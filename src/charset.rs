//! Symbol alphabets, the validator that guards every table lookup, and the
//! lookup itself.

use crate::error::EncodeError;

/// Digits only: the 2 of 5 family and ITF derivatives.
pub const DIGITS: &[u8] = b"0123456789";
/// Code 11.
pub const DIGITS_DASH: &[u8] = b"0123456789-";
/// Code 39, LOGMARS and HIBC. Order matters: the index is the mod-43 value.
pub const CODE39_SET: &[u8] = b"0123456789ABCDEFGHIJKLMNOPQRSTUVWXYZ-. $/+%";
/// Code 93: the Code 39 set followed by the four shift characters ($) (%) (/) (+).
pub const CODE93_SET: &[u8] = b"0123456789ABCDEFGHIJKLMNOPQRSTUVWXYZ-. $/+%abcd";

/// Position of `ch` in `alphabet`.
pub fn position(alphabet: &[u8], ch: u8) -> Option<usize> {
    alphabet.iter().position(|&c| c == ch)
}

/// Check every byte of `input` against `alphabet`, failing on the first byte
/// that is not a member.
pub fn validate(alphabet: &[u8], input: &[u8]) -> Result<(), EncodeError> {
    match input.iter().position(|&b| !alphabet.contains(&b)) {
        Some(position) => Err(EncodeError::InvalidCharacter { position }),
        None => Ok(()),
    }
}

/// Pattern for `ch`, taken from the table entry at the character's alphabet position.
///
/// Callers validate first; a `None` here means the alphabet and table disagree.
pub fn lookup(alphabet: &[u8], table: &[&'static str], ch: u8) -> Option<&'static str> {
    position(alphabet, ch).and_then(|idx| table.get(idx).copied())
}

/// Append the pattern for every byte of `input` to `dest`.
pub fn lookup_all(
    alphabet: &[u8],
    table: &[&'static str],
    input: &[u8],
    dest: &mut String,
) -> Result<(), EncodeError> {
    for (idx, &ch) in input.iter().enumerate() {
        let pattern =
            lookup(alphabet, table, ch).ok_or(EncodeError::InvalidCharacter { position: idx })?;
        dest.push_str(pattern);
    }
    Ok(())
}

pub fn to_upper(input: &[u8]) -> Vec<u8> {
    input.to_ascii_uppercase()
}

/// Convert UTF-8 input to single-byte Latin-1.
pub fn latin1_from_utf8(input: &[u8]) -> Result<Vec<u8>, EncodeError> {
    let invalid = || {
        EncodeError::InvalidData(
            "Invalid character in input string (only Latin-1 characters supported)".to_string(),
        )
    };
    let text = std::str::from_utf8(input).map_err(|_| invalid())?;
    text.chars()
        .map(|ch| u8::try_from(u32::from(ch)).map_err(|_| invalid()))
        .collect()
}

/// Human-readable form of Latin-1 bytes; NUL is shown as a space.
pub fn readable(bytes: &[u8]) -> String {
    bytes
        .iter()
        .map(|&b| if b == 0 { ' ' } else { char::from(b) })
        .collect()
}

#[cfg(test)]
mod tests {
    use super::*;
    use pretty_assertions::assert_eq;

    #[test]
    fn validate_reports_first_offender() {
        assert_eq!(validate(DIGITS, b"0123"), Ok(()));
        assert_eq!(
            validate(DIGITS, b"12a4b"),
            Err(EncodeError::InvalidCharacter { position: 2 })
        );
        assert_eq!(validate(CODE39_SET, b""), Ok(()));
    }

    #[test]
    fn lookup_indexes_by_alphabet_position() {
        let table = ["a", "b", "c"];
        assert_eq!(lookup(b"xyz", &table, b'y'), Some("b"));
        assert_eq!(lookup(b"xyz", &table, b'q'), None);
    }

    #[test]
    fn latin1_accepts_two_byte_sequences() {
        assert_eq!(latin1_from_utf8("Aé".as_bytes()), Ok(vec![b'A', 0xE9]));
        assert_eq!(latin1_from_utf8("\u{a0}".as_bytes()), Ok(vec![0xA0]));
    }

    #[test]
    fn latin1_rejects_wider_characters() {
        assert!(matches!(
            latin1_from_utf8("€".as_bytes()),
            Err(EncodeError::InvalidData(_))
        ));
        assert!(latin1_from_utf8(&[0xC3]).is_err());
    }

    #[test]
    fn readable_shows_nul_as_space() {
        assert_eq!(readable(b"A\0B"), "A B");
    }
}
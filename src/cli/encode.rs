//! `barforge encode`: apply configuration, encode, print.

use std::path::PathBuf;

use anyhow::{Context, Result, bail};
use barforge::{Symbol, SymbolConfig, SymbologySpec};
use clap::Args;

use crate::cli::common::{EccArg, FormatArg, InputModeArg, parse_symbology};
use crate::cli::utils::write_output;

/// Arguments for `barforge encode`.
#[derive(Args, Debug)]
pub struct EncodeArgs {
    /// Symbology id or name (e.g. `8`, `code39`, `hibc128`).
    #[arg(long, short = 'b', value_parser = parse_symbology)]
    pub symbology: Option<SymbologySpec>,
    /// Data to encode.
    #[arg(long, short = 'd', conflicts_with = "from")]
    pub data: Option<String>,
    /// Read data from a file (`-` for stdin). Stdin is used when neither
    /// `--data` nor `--from` is given.
    #[arg(long = "from")]
    pub from: Option<PathBuf>,
    /// How to interpret the input bytes.
    #[arg(long, value_enum)]
    pub mode: Option<InputModeArg>,
    /// Append the optional check character.
    #[arg(long)]
    pub check_digit: bool,
    /// QR error-correction level.
    #[arg(long, value_enum)]
    pub ecc: Option<EccArg>,
    /// JSON configuration applied before the flags above.
    #[arg(long)]
    pub config: Option<PathBuf>,
    /// Output format.
    #[arg(long, value_enum, default_value = "blocks")]
    pub format: FormatArg,
    /// Output file (`-` for stdout).
    #[arg(long, short = 'o', default_value = "-")]
    pub output: PathBuf,
}

impl EncodeArgs {
    /// Configuration file contents overlaid with command-line flags.
    fn config(&self) -> Result<SymbolConfig> {
        let mut config = match &self.config {
            Some(path) => SymbolConfig::from_file(path)
                .with_context(|| format!("failed to load config {}", path.display()))?,
            None => SymbolConfig::default(),
        };
        if let Some(symbology) = &self.symbology {
            config.symbology = Some(symbology.clone());
        }
        if let Some(mode) = self.mode {
            config.input_mode = Some(barforge::InputModeSpec::Named(mode.into()));
        }
        if self.check_digit {
            config.check_digit = Some(true);
        }
        if let Some(ecc) = self.ecc {
            config.ecc_level = Some(ecc.into());
        }
        Ok(config)
    }
}

/// Execute an encode command.
pub fn handle(args: EncodeArgs) -> Result<()> {
    let mut symbol = Symbol::new();
    args.config()?
        .apply(&mut symbol)
        .context("invalid symbol configuration")?;

    let outcome = match (&args.data, &args.from) {
        (Some(data), _) => symbol.encode(data.as_bytes()),
        (None, Some(path)) => symbol.encode_file(path),
        (None, None) => symbol.encode_file("-"),
    };
    match outcome {
        Ok(Some(_)) => eprintln!("{}", symbol.error_message()),
        Ok(None) => {}
        Err(_) => bail!("{}", symbol.error_message()),
    }

    let content = match args.format.render_style() {
        Some(style) => {
            let mut out = symbol.render(style);
            if symbol.show_text && !symbol.text().is_empty() {
                out.push_str(symbol.text());
                out.push('\n');
            }
            out
        }
        None => {
            let mut json = serde_json::to_string_pretty(&symbol.report())?;
            json.push('\n');
            json
        }
    };
    write_output(&args.output, &content)
}
//! The symbol object: encode options in, module grid and text out.

use std::fs::File;
use std::io::{self, Read};
use std::path::Path;

use serde::{Deserialize, Serialize};

use crate::error::{self, EncodeError, EncodeOutcome};
use crate::grid::{ModuleGrid, RenderStyle};
use crate::matrix::EccLevel;
use crate::pipeline;
use crate::symbology::Symbology;

/// Largest input accepted from a file or stdin; the biggest QR symbol holds
/// 7089 numeric digits.
pub const MAX_FILE_LEN: u64 = 7100;

/// How the input bytes are interpreted.
#[derive(Debug, Clone, Copy, Default, PartialEq, Eq, Serialize, Deserialize)]
#[serde(rename_all = "lowercase")]
pub enum InputMode {
    /// Raw bytes, taken as Latin-1 by the linear encoders.
    #[default]
    Data = 0,
    /// UTF-8, reduced to Latin-1 before linear encoding.
    Unicode = 1,
    /// Bracketed GS1 element string.
    Gs1 = 2,
}

impl InputMode {
    pub fn from_raw(raw: i32) -> Option<Self> {
        match raw {
            0 => Some(InputMode::Data),
            1 => Some(InputMode::Unicode),
            2 => Some(InputMode::Gs1),
            _ => None,
        }
    }
}

impl From<InputMode> for i32 {
    fn from(mode: InputMode) -> i32 {
        mode as i32
    }
}

/// Decoration drawn around the symbol by a renderer.
#[derive(Debug, Clone, Copy, Default, PartialEq, Eq, Serialize, Deserialize)]
#[serde(rename_all = "lowercase")]
pub enum Framing {
    #[default]
    None,
    /// Horizontal bars above and below.
    Bind,
    /// Full box.
    Box,
}

/// Encode settings plus the result of the last successful encode.
#[derive(Debug, Clone, PartialEq)]
pub struct Symbol {
    /// Numeric symbology id. Legacy ids are accepted and replaced by the
    /// canonical id during encoding.
    pub symbology: i32,
    /// Raw input mode; unknown values are reset to data mode on encode.
    pub input_mode: i32,
    /// Append the optional check character where the symbology has one.
    pub check_digit: bool,
    pub ecc_level: EccLevel,
    pub show_text: bool,
    pub fg_colour: String,
    pub bg_colour: String,
    pub scale: f32,
    pub whitespace_width: u32,
    pub border_width: u32,
    pub framing: Framing,
    grid: ModuleGrid,
    text: String,
    error_message: String,
}

impl Default for Symbol {
    fn default() -> Self {
        Self {
            symbology: Symbology::Code128.id(),
            input_mode: InputMode::Data.into(),
            check_digit: false,
            ecc_level: EccLevel::default(),
            show_text: true,
            fg_colour: "000000".to_string(),
            bg_colour: "ffffff".to_string(),
            scale: 1.0,
            whitespace_width: 0,
            border_width: 0,
            framing: Framing::None,
            grid: ModuleGrid::new(),
            text: String::new(),
            error_message: String::new(),
        }
    }
}

impl Symbol {
    pub fn new() -> Self {
        Self::default()
    }

    /// Default symbol set up for `symbology`.
    pub fn with_symbology(symbology: Symbology) -> Self {
        Self {
            symbology: symbology.id(),
            ..Self::default()
        }
    }

    pub fn grid(&self) -> &ModuleGrid {
        &self.grid
    }

    pub fn rows(&self) -> usize {
        self.grid.rows()
    }

    pub fn width(&self) -> usize {
        self.grid.width()
    }

    pub fn is_set(&self, row: usize, col: usize) -> bool {
        self.grid.is_set(row, col)
    }

    /// Human-readable text of the last successful encode.
    pub fn text(&self) -> &str {
        &self.text
    }

    /// Severity-tagged message from the last encode; empty after a clean one.
    pub fn error_message(&self) -> &str {
        &self.error_message
    }

    /// Canonical tag for the current id, if it names one directly.
    pub fn symbology_tag(&self) -> Option<Symbology> {
        Symbology::from_id(self.symbology)
    }

    /// Drop the grid, text and message. Safe to call repeatedly.
    pub fn clear(&mut self) {
        self.grid.clear();
        self.text.clear();
        self.error_message.clear();
    }

    /// Encode all of `data`.
    pub fn encode(&mut self, data: &[u8]) -> EncodeOutcome {
        self.encode_with_length(data, data.len())
    }

    /// Encode the first `length` bytes of `data`. A length of zero means "up to
    /// the first NUL"; lengths past the end of `data` are clamped.
    pub fn encode_with_length(&mut self, data: &[u8], length: usize) -> EncodeOutcome {
        let length = if length == 0 {
            data.iter().position(|&b| b == 0).unwrap_or(data.len())
        } else {
            length.min(data.len())
        };
        let outcome = if length == 0 {
            Err(EncodeError::InvalidData("No input data".to_string()))
        } else {
            self.run_pipeline(&data[..length])
        };
        self.record(&outcome);
        outcome
    }

    /// Read `path` (or stdin for `-`) and encode its contents.
    pub fn encode_file<P: AsRef<Path>>(&mut self, path: P) -> EncodeOutcome {
        match read_input(path.as_ref()) {
            Ok(buffer) => self.encode_with_length(&buffer, buffer.len()),
            Err(err) => {
                let outcome = Err(err);
                self.record(&outcome);
                outcome
            }
        }
    }

    fn run_pipeline(&mut self, data: &[u8]) -> EncodeOutcome {
        let (encoded, warning) = pipeline::run(self, data)?;
        self.grid = encoded.grid;
        self.text = encoded.text;
        Ok(warning)
    }

    fn record(&mut self, outcome: &EncodeOutcome) {
        self.error_message = match outcome {
            Ok(None) => String::new(),
            Ok(Some(warning)) => error::tag_message(warning.code(), warning.message()),
            Err(err) => error::tag_message(err.code(), &err.to_string()),
        };
    }

    pub fn render(&self, style: RenderStyle) -> String {
        self.grid.render(style)
    }

    pub fn report(&self) -> SymbolReport {
        SymbolReport {
            symbology: self.symbology,
            name: self.symbology_tag().map(|s| s.name().to_string()),
            rows: self.rows(),
            width: self.width(),
            text: self.text.clone(),
            modules: self.grid.to_bit_strings(),
            message: (!self.error_message.is_empty()).then(|| self.error_message.clone()),
        }
    }
}

/// Serialisable snapshot of an encoded symbol.
#[derive(Debug, Clone, PartialEq, Eq, Serialize)]
pub struct SymbolReport {
    pub symbology: i32,
    #[serde(skip_serializing_if = "Option::is_none")]
    pub name: Option<String>,
    pub rows: usize,
    pub width: usize,
    pub text: String,
    pub modules: Vec<String>,
    #[serde(skip_serializing_if = "Option::is_none")]
    pub message: Option<String>,
}

fn read_input(path: &Path) -> Result<Vec<u8>, EncodeError> {
    if path.as_os_str() == "-" {
        return read_capped(io::stdin().lock(), MAX_FILE_LEN);
    }
    let unreadable = |err: io::Error| {
        tracing::debug!(path = %path.display(), %err, "cannot read input file");
        EncodeError::FileAccess("Unable to read input file".to_string())
    };
    let file = File::open(path).map_err(unreadable)?;
    let len = file.metadata().map_err(unreadable)?.len();
    if len > MAX_FILE_LEN {
        return Err(EncodeError::InvalidData("Input file too long".to_string()));
    }
    read_capped(file, len)
}

/// Read at most `cap` bytes, reserving the buffer up front.
fn read_capped<R: Read>(reader: R, cap: u64) -> Result<Vec<u8>, EncodeError> {
    let mut buffer = Vec::new();
    let wanted = usize::try_from(cap).unwrap_or(usize::MAX);
    buffer
        .try_reserve_exact(wanted)
        .map_err(|_| EncodeError::Memory("Internal memory error".to_string()))?;
    reader
        .take(cap)
        .read_to_end(&mut buffer)
        .map_err(|err| EncodeError::FileAccess(err.to_string()))?;
    Ok(buffer)
}

#[cfg(test)]
mod tests {
    use super::*;
    use pretty_assertions::assert_eq;

    #[test]
    fn defaults() {
        let symbol = Symbol::new();
        assert_eq!(symbol.symbology, 20);
        assert_eq!(symbol.input_mode, 0);
        assert_eq!(symbol.fg_colour, "000000");
        assert_eq!(symbol.bg_colour, "ffffff");
        assert_eq!(symbol.scale, 1.0);
        assert!(symbol.grid().is_empty());
        assert_eq!(symbol.text(), "");
    }

    #[test]
    fn input_mode_from_raw() {
        assert_eq!(InputMode::from_raw(2), Some(InputMode::Gs1));
        assert_eq!(InputMode::from_raw(3), None);
        assert_eq!(InputMode::from_raw(-1), None);
    }

    #[test]
    fn zero_length_stops_at_nul() {
        let mut symbol = Symbol::with_symbology(Symbology::Code39);
        symbol.encode_with_length(b"AB\0CD", 0).unwrap();
        assert_eq!(symbol.text(), "*AB*");
    }

    #[test]
    fn empty_input_is_rejected_and_tagged() {
        let mut symbol = Symbol::new();
        assert_eq!(
            symbol.encode(b""),
            Err(EncodeError::InvalidData("No input data".into()))
        );
        assert_eq!(symbol.error_message(), "error: No input data");
        assert_eq!(
            symbol.encode_with_length(b"\0abc", 0),
            Err(EncodeError::InvalidData("No input data".into()))
        );
    }

    #[test]
    fn read_capped_stops_at_cap() {
        let data = vec![b'7'; 50];
        assert_eq!(read_capped(&data[..], 10).unwrap().len(), 10);
        assert_eq!(read_capped(&data[..], 100).unwrap().len(), 50);
    }

    #[test]
    fn missing_file_is_file_access_error() {
        let mut symbol = Symbol::new();
        let outcome = symbol.encode_file("/nonexistent/barforge/input.txt");
        assert_eq!(
            outcome,
            Err(EncodeError::FileAccess("Unable to read input file".into()))
        );
        assert_eq!(outcome.unwrap_err().code(), 10);
        assert_eq!(symbol.error_message(), "error: Unable to read input file");
    }

    #[test]
    fn report_serialises_grid_rows() {
        let mut symbol = Symbol::with_symbology(Symbology::C25Inter);
        symbol.encode(b"12").unwrap();
        let report = symbol.report();
        assert_eq!(report.rows, 1);
        assert_eq!(report.modules[0].len(), report.width);
        assert_eq!(report.name.as_deref(), Some("Interleaved 2 of 5"));
        let json = serde_json::to_value(&report).unwrap();
        assert_eq!(json["text"], "12");
        assert!(json.get("message").is_none());
    }
}
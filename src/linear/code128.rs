//! Code 128 with automatic A/B/C set selection, the set-B-only variant, and
//! GS1-128.

use crate::checksum;
use crate::error::EncodeError;
use crate::gs1::Gs1Data;
use crate::linear::Encoded;

const MAX_LEN: usize = 160;
/// Most symbol characters between start and check, counting shifts and FNC codes.
const MAX_SYMBOL_CHARS: usize = 80;

const FNC1: usize = 102;
const START_A: usize = 103;
const START_B: usize = 104;
const START_C: usize = 105;
const STOP: usize = 106;
const SWITCH_C: usize = 99;
const SWITCH_B: usize = 100;
const SWITCH_A: usize = 101;

/// Separator byte the GS1 preprocessor leaves between variable-length elements.
const GS1_SEPARATOR: u8 = b'[';

#[rustfmt::skip]
static TABLE: [&str; 107] = [
    "212222", "222122", "222221", "121223", "121322", "131222", "122213", "122312", "132212",
    "221213", "221312", "231212", "112232", "122132", "122231", "113222", "123122", "123221",
    "223211", "221132", "221231", "213212", "223112", "312131", "311222", "321122", "321221",
    "312212", "322112", "322211", "212123", "212321", "232121", "111323", "131123", "131321",
    "112313", "132113", "132311", "211313", "231113", "231311", "112133", "112331", "132131",
    "113123", "113321", "133121", "313121", "211331", "231131", "213113", "213311", "213131",
    "311123", "311321", "331121", "312113", "312311", "332111", "314111", "221411", "431111",
    "111224", "111422", "121124", "121421", "141122", "141221", "112214", "112412", "122114",
    "122411", "142112", "142211", "241211", "221114", "413111", "241112", "134111", "111242",
    "121142", "121241", "114212", "124112", "124211", "411212", "421112", "421211", "212141",
    "214121", "412121", "111143", "111341", "131141", "114113", "114311", "411113", "411311",
    "113141", "114131", "311141", "411131", "211412", "211214", "211232", "2331112",
];

#[derive(Debug, Clone, Copy, PartialEq, Eq)]
pub enum Code128Mode {
    /// Pick sets A, B and C as the data requires.
    Auto,
    /// Stay in set B throughout.
    SubsetB,
    /// Leading FNC1, `[` separators become FNC1.
    Gs1,
}

#[derive(Debug, Clone, Copy, PartialEq, Eq)]
enum CodeSet {
    A,
    B,
    C,
}

impl CodeSet {
    fn start(self) -> usize {
        match self {
            CodeSet::A => START_A,
            CodeSet::B => START_B,
            CodeSet::C => START_C,
        }
    }

    fn switch_to(self) -> usize {
        match self {
            CodeSet::A => SWITCH_A,
            CodeSet::B => SWITCH_B,
            CodeSet::C => SWITCH_C,
        }
    }

    /// FNC4 shares its value with the code for the other alphabetic set.
    fn fnc4(self) -> usize {
        match self {
            CodeSet::A => SWITCH_A,
            _ => SWITCH_B,
        }
    }

    /// Whether the low seven bits of a byte can be drawn in this set.
    fn carries(self, base: u8) -> bool {
        match self {
            CodeSet::A => base < 96,
            CodeSet::B => base >= 32,
            CodeSet::C => false,
        }
    }

    fn value(self, base: u8) -> usize {
        let base = usize::from(base);
        match self {
            CodeSet::A if base < 32 => base + 64,
            _ => base - 32,
        }
    }
}

fn digit_run(data: &[u8], from: usize) -> usize {
    data[from..]
        .iter()
        .take_while(|b| b.is_ascii_digit())
        .count()
}

/// Set A if a control character turns up before any lowercase, else set B.
fn choose_alpha(data: &[u8], from: usize, gs1: bool) -> CodeSet {
    for &b in &data[from..] {
        if gs1 && b == GS1_SEPARATOR {
            continue;
        }
        let base = b & 0x7F;
        if base < 32 {
            return CodeSet::A;
        }
        if base >= 96 {
            return CodeSet::B;
        }
    }
    CodeSet::B
}

/// Symbol values from start character to last data character (check and stop excluded).
fn symbol_values(data: &[u8], mode: Code128Mode) -> Result<Vec<usize>, EncodeError> {
    let gs1 = mode == Code128Mode::Gs1;
    let subset_b = mode == Code128Mode::SubsetB;
    let leading_run = digit_run(data, 0);

    let mut set = if subset_b {
        CodeSet::B
    } else if leading_run > 0
        && leading_run % 2 == 0
        && (leading_run >= 4 || leading_run == data.len())
    {
        CodeSet::C
    } else {
        choose_alpha(data, 0, gs1)
    };

    let mut values = Vec::with_capacity(data.len() + 4);
    values.push(set.start());
    if gs1 {
        values.push(FNC1);
    }

    let mut i = 0;
    while i < data.len() {
        let ch = data[i];
        if gs1 && ch == GS1_SEPARATOR {
            values.push(FNC1);
            i += 1;
            continue;
        }
        let run = digit_run(data, i);
        if !subset_b && set != CodeSet::C && run >= 4 && run % 2 == 0 {
            values.push(CodeSet::C.switch_to());
            set = CodeSet::C;
            continue;
        }
        if set == CodeSet::C {
            if run >= 2 {
                values.push(usize::from((ch - b'0') * 10 + (data[i + 1] - b'0')));
                i += 2;
                continue;
            }
            let next = choose_alpha(data, i, gs1);
            values.push(next.switch_to());
            set = next;
            continue;
        }

        let base = ch & 0x7F;
        if !set.carries(base) {
            if subset_b {
                return Err(EncodeError::InvalidCharacter { position: i });
            }
            let next = if set == CodeSet::A {
                CodeSet::B
            } else {
                CodeSet::A
            };
            values.push(next.switch_to());
            set = next;
        }
        if ch >= 128 {
            values.push(set.fnc4());
        }
        values.push(set.value(base));
        i += 1;
    }
    Ok(values)
}

fn assemble(values: &[usize]) -> String {
    let mut dest = String::with_capacity((values.len() + 2) * 6 + 1);
    for &v in values {
        dest.push_str(TABLE[v]);
    }
    dest.push_str(TABLE[checksum::code128_value(values)]);
    dest.push_str(TABLE[STOP]);
    dest
}

/// Encode arbitrary Latin-1 bytes. The text is the raw input; NUL handling is
/// left to the caller.
pub fn code128(data: &[u8], mode: Code128Mode) -> Result<Encoded, EncodeError> {
    if data.len() > MAX_LEN {
        return Err(EncodeError::too_long());
    }
    let values = symbol_values(data, mode)?;
    if values.len() - 1 > MAX_SYMBOL_CHARS {
        return Err(EncodeError::too_long());
    }
    let text = data.iter().map(|&b| char::from(b)).collect();
    Ok(Encoded::linear(&assemble(&values), text))
}

/// GS1-128 from a verified element string; the text shows AIs in parentheses.
pub fn gs1_128(gs1: &Gs1Data) -> Result<Encoded, EncodeError> {
    let mut encoded = code128(&gs1.reduced, Code128Mode::Gs1)?;
    encoded.text = gs1.display.clone();
    Ok(encoded)
}
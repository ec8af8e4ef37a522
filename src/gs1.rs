//! GS1 element-string verification.
//!
//! Input uses the bracketed form `[01]09501101530003[10]ABC`. Verification
//! produces the reduced form the GS1-capable encoders consume (AIs and data
//! run together, `[` marking an FNC1 separator) and the parenthesised form
//! shown under the symbol.

use crate::error::EncodeError;

const MAX_AI_LEN: usize = 4;
const MIN_AI_LEN: usize = 2;
const MAX_DATA_LEN: usize = 90;

/// A verified GS1 element string.
#[derive(Debug, Clone, PartialEq, Eq)]
pub struct Gs1Data {
    /// AIs and data with `[` between elements that need an FNC1 separator.
    pub reduced: Vec<u8>,
    /// Human-readable form with AIs in parentheses.
    pub display: String,
}

/// Total element length (AI + data) for AIs whose first two digits fix it.
fn predefined_length(prefix: u32) -> Option<usize> {
    match prefix {
        0 => Some(20),
        1..=3 => Some(16),
        4 => Some(18),
        11..=19 => Some(8),
        20 => Some(4),
        31..=36 => Some(10),
        41 => Some(16),
        _ => None,
    }
}

/// Whether an element can be followed directly by the next AI without FNC1.
/// Prefix 23 is kept for compatibility with older symbols.
fn needs_no_separator(prefix: u32) -> bool {
    predefined_length(prefix).is_some() || prefix == 23
}

fn invalid(message: &str) -> EncodeError {
    EncodeError::InvalidData(message.to_string())
}

struct Element<'a> {
    ai: &'a [u8],
    data: &'a [u8],
}

fn split_elements(source: &[u8]) -> Result<Vec<Element<'_>>, EncodeError> {
    if source.first() != Some(&b'[') {
        return Err(invalid("Data does not start with an AI"));
    }
    for &b in source {
        if b >= 128 {
            return Err(invalid("Extended ASCII characters are not supported by GS1"));
        }
        if b < 32 {
            return Err(invalid("Control characters are not supported by GS1"));
        }
    }

    let mut elements = Vec::new();
    let mut rest = source;
    while let Some(after_open) = rest.strip_prefix(b"[") {
        let close = after_open
            .iter()
            .position(|&b| b == b']')
            .ok_or_else(|| invalid("Malformed AI in input data (brackets don't match)"))?;
        let ai = &after_open[..close];
        if ai.contains(&b'[') {
            return Err(invalid("Malformed AI in input data (brackets don't match)"));
        }
        let tail = &after_open[close + 1..];
        let data_end = tail.iter().position(|&b| b == b'[').unwrap_or(tail.len());
        let data = &tail[..data_end];
        if data.contains(&b']') {
            return Err(invalid("Malformed AI in input data (brackets don't match)"));
        }
        elements.push(Element { ai, data });
        rest = &tail[data_end..];
    }
    Ok(elements)
}

/// Verify a bracketed GS1 element string and reduce it for encoding.
pub fn verify(source: &[u8]) -> Result<Gs1Data, EncodeError> {
    let elements = split_elements(source)?;

    let mut reduced = Vec::with_capacity(source.len());
    let mut display = String::with_capacity(source.len());
    let mut separator_pending = false;

    for element in &elements {
        if element.ai.len() > MAX_AI_LEN {
            return Err(invalid("Invalid AI in input data (AI too long)"));
        }
        if element.ai.len() < MIN_AI_LEN {
            return Err(invalid("Invalid AI in input data (AI too short)"));
        }
        if !element.ai.iter().all(u8::is_ascii_digit) {
            return Err(invalid("Invalid AI in input data (non-numeric characters in AI)"));
        }
        if element.data.is_empty() {
            return Err(invalid("Empty data field in input data"));
        }
        if element.data.len() > MAX_DATA_LEN {
            return Err(invalid("Data field too long in input data"));
        }

        let prefix = u32::from(element.ai[0] - b'0') * 10 + u32::from(element.ai[1] - b'0');
        if let Some(expected) = predefined_length(prefix) {
            if element.ai.len() + element.data.len() != expected {
                let ai = String::from_utf8_lossy(element.ai);
                return Err(EncodeError::InvalidData(format!(
                    "Invalid data length for AI ({})",
                    ai
                )));
            }
        }

        if separator_pending {
            reduced.push(b'[');
        }
        reduced.extend_from_slice(element.ai);
        reduced.extend_from_slice(element.data);
        separator_pending = !needs_no_separator(prefix);

        display.push('(');
        display.push_str(&String::from_utf8_lossy(element.ai));
        display.push(')');
        display.push_str(&String::from_utf8_lossy(element.data));
    }

    tracing::debug!(elements = elements.len(), "verified GS1 element string");
    Ok(Gs1Data { reduced, display })
}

-----

__The problem__. In the listing above, locate the line containing "input.to_ascii_uppercase()" and the line containing "as a space.". Transcribe those two lines and everything between them, exactly as written.

__Result of this exercise__.
    input.to_ascii_uppercase()
}

/// Convert UTF-8 input to single-byte Latin-1.
pub fn latin1_from_utf8(input: &[u8]) -> Result<Vec<u8>, EncodeError> {
    let invalid = || {
        EncodeError::InvalidData(
            "Invalid character in input string (only Latin-1 characters supported)".to_string(),
        )
    };
    let text = std::str::from_utf8(input).map_err(|_| invalid())?;
    text.chars()
        .map(|ch| u8::try_from(u32::from(ch)).map_err(|_| invalid()))
        .collect()
}

/// Human-readable form of Latin-1 bytes; NUL is shown as a space.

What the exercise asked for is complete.